For a straight line one measures the distance by two end points. But, the two distance measurements of base and height are needed for the area of a triangle, and another measurement of height is required for the volume of a pyramid. Therefore, our intuitive definition is that dimension is the number of distance measurements needed to specify how much room an object takes up in space. Put it differently, a one-dimensional line segment has only the length, a two-dimensional triangle covers an area in plane, and a three-dimensional pyramid occupies a volume in space. Hence, the larger the dimension of an object, the more space it occupies in the Euclidean world, so that dimension is a measure of how an object takes up space to exist. But, what about the Cantor set, Sierpinski triangle and pyramid, Cantor gasket, and Menger sponge of Lesson 5? They are so fractured or broken up in space that it is not even intuitively clear how to define their dimension, let alone quantifying it.

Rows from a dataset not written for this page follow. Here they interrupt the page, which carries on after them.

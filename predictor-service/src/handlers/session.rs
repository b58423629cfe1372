use crate::models::session::QueryRecord;
use crate::models::visitor::Visitor;
use crate::AppState;
use axum::{extract::State, Json};
use serde::Serialize;

#[derive(Debug, Serialize)]
pub struct SessionView {
    pub credits: u32,
    pub total_queries: u32,
    pub history: Vec<QueryRecord>,
}

/// Current visitor's credits and history, oldest entry first.
pub async fn session_info(State(state): State<AppState>, visitor: Visitor) -> Json<SessionView> {
    let handle = state.sessions.get_session(&visitor.id);
    let mut session = handle.lock().await;
    session.touch();

    Json(SessionView {
        credits: session.credits,
        total_queries: session.total_queries,
        history: session.history.clone(),
    })
}
use axum::{
    Json,
    http::StatusCode,
    response::{IntoResponse, Response},
};
use serde::Serialize;
use thiserror::Error;

#[derive(Debug, Error)]
pub enum AppError {
    #[error("Unprocessable entity: {0}")]
    UnprocessableEntity(anyhow::Error),

    #[error("Not found: {0}")]
    NotFound(anyhow::Error),

    #[error("Payment required: {0}")]
    PaymentRequired(String),

    #[error("Internal server error: {0}")]
    InternalError(#[from] anyhow::Error),

    #[error("Bad Gateway: {0}")]
    BadGateway(String),

    #[error("Service Unavailable: {0}")]
    ServiceUnavailable(String),

    #[error("Configuration error: {0}")]
    ConfigError(anyhow::Error),
}

impl From<config::ConfigError> for AppError {
    fn from(err: config::ConfigError) -> Self {
        AppError::ConfigError(anyhow::Error::new(err))
    }
}

impl From<std::io::Error> for AppError {
    fn from(err: std::io::Error) -> Self {
        AppError::InternalError(anyhow::Error::new(err))
    }
}

impl AppError {
    /// HTTP status this error maps to.
    pub fn status_code(&self) -> StatusCode {
        match self {
            AppError::UnprocessableEntity(_) => StatusCode::UNPROCESSABLE_ENTITY,
            AppError::NotFound(_) => StatusCode::NOT_FOUND,
            AppError::PaymentRequired(_) => StatusCode::PAYMENT_REQUIRED,
            AppError::InternalError(_) | AppError::ConfigError(_) => {
                StatusCode::INTERNAL_SERVER_ERROR
            }
            AppError::BadGateway(_) => StatusCode::BAD_GATEWAY,
            AppError::ServiceUnavailable(_) => StatusCode::SERVICE_UNAVAILABLE,
        }
    }
}

impl IntoResponse for AppError {
    fn into_response(self) -> Response {
        #[derive(Serialize)]
        struct ErrorResponse {
            error: String,
            #[serde(skip_serializing_if = "Option::is_none")]
            details: Option<String>,
        }

        let status = self.status_code();
        let (error_message, details) = match self {
            AppError::UnprocessableEntity(err) => {
                ("Validation error".to_string(), Some(err.to_string()))
            }
            AppError::NotFound(err) => (err.to_string(), None),
            AppError::PaymentRequired(msg) => (msg, None),
            AppError::InternalError(err) => (
                "Internal server error".to_string(),
                Some(format!("{:#?}", err)),
            ),
            AppError::BadGateway(msg) => (format!("Bad Gateway: {}", msg), None),
            AppError::ServiceUnavailable(reason) => {
                ("Service unavailable".to_string(), Some(reason))
            }
            AppError::ConfigError(err) => {
                ("Configuration error".to_string(), Some(err.to_string()))
            }
        };

        (
            status,
            Json(ErrorResponse {
                error: error_message,
                details,
            }),
        )
            .into_response()
    }
}

#[cfg(test)]
mod tests {
    use super::*;

    #[test]
    fn payment_required_maps_to_402() {
        let response = AppError::PaymentRequired("No credits left".to_string()).into_response();
        assert_eq!(response.status(), StatusCode::PAYMENT_REQUIRED);
    }

    #[test]
    fn config_error_is_internal() {
        let err = AppError::ConfigError(anyhow::anyhow!("missing key"));
        assert_eq!(err.status_code(), StatusCode::INTERNAL_SERVER_ERROR);
    }

    #[test]
    fn service_unavailable_carries_reason() {
        let err = AppError::ServiceUnavailable("API key not configured".to_string());
        assert_eq!(err.status_code(), StatusCode::SERVICE_UNAVAILABLE);
        assert_eq!(err.to_string(), "Service Unavailable: API key not configured");
    }

    #[test]
    fn bad_gateway_keeps_upstream_message() {
        let err = AppError::BadGateway("overloaded".to_string());
        assert_eq!(err.status_code(), StatusCode::BAD_GATEWAY);
        assert_eq!(err.to_string(), "Bad Gateway: overloaded");
    }
}
pub mod credentials;
pub mod error;
pub mod generator;
pub mod metrics;
pub mod prompt;
pub mod providers;
pub mod question_service;
pub mod session_store;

For being fractured, Bernoit Mandelbrot first coined the word fractal from the Latin fractus. He is the founder of fractal geometry, educated in France and did most of his work at the IBM laboratory in NY. For fractal objects such as, the Cantor set, Sierpinski triangle, etc., we cannot come up with dimension by simply counting the number of distance measurements. It is therefore necessary to have an alternate definition of dimension that can be applied to any objects, be they Euclidean or fractal. It is based on the notion of capacity, that is, how an object takes up space to fill in, which was first suggested by the Russian mathematician Andrei Kolmogorov (1903-1987). As a preliminary requisite, we must first show that the capacity definition gives correctly the known dimensions 1, 2, and 3 when we have a straight line, square, and cube, respectively.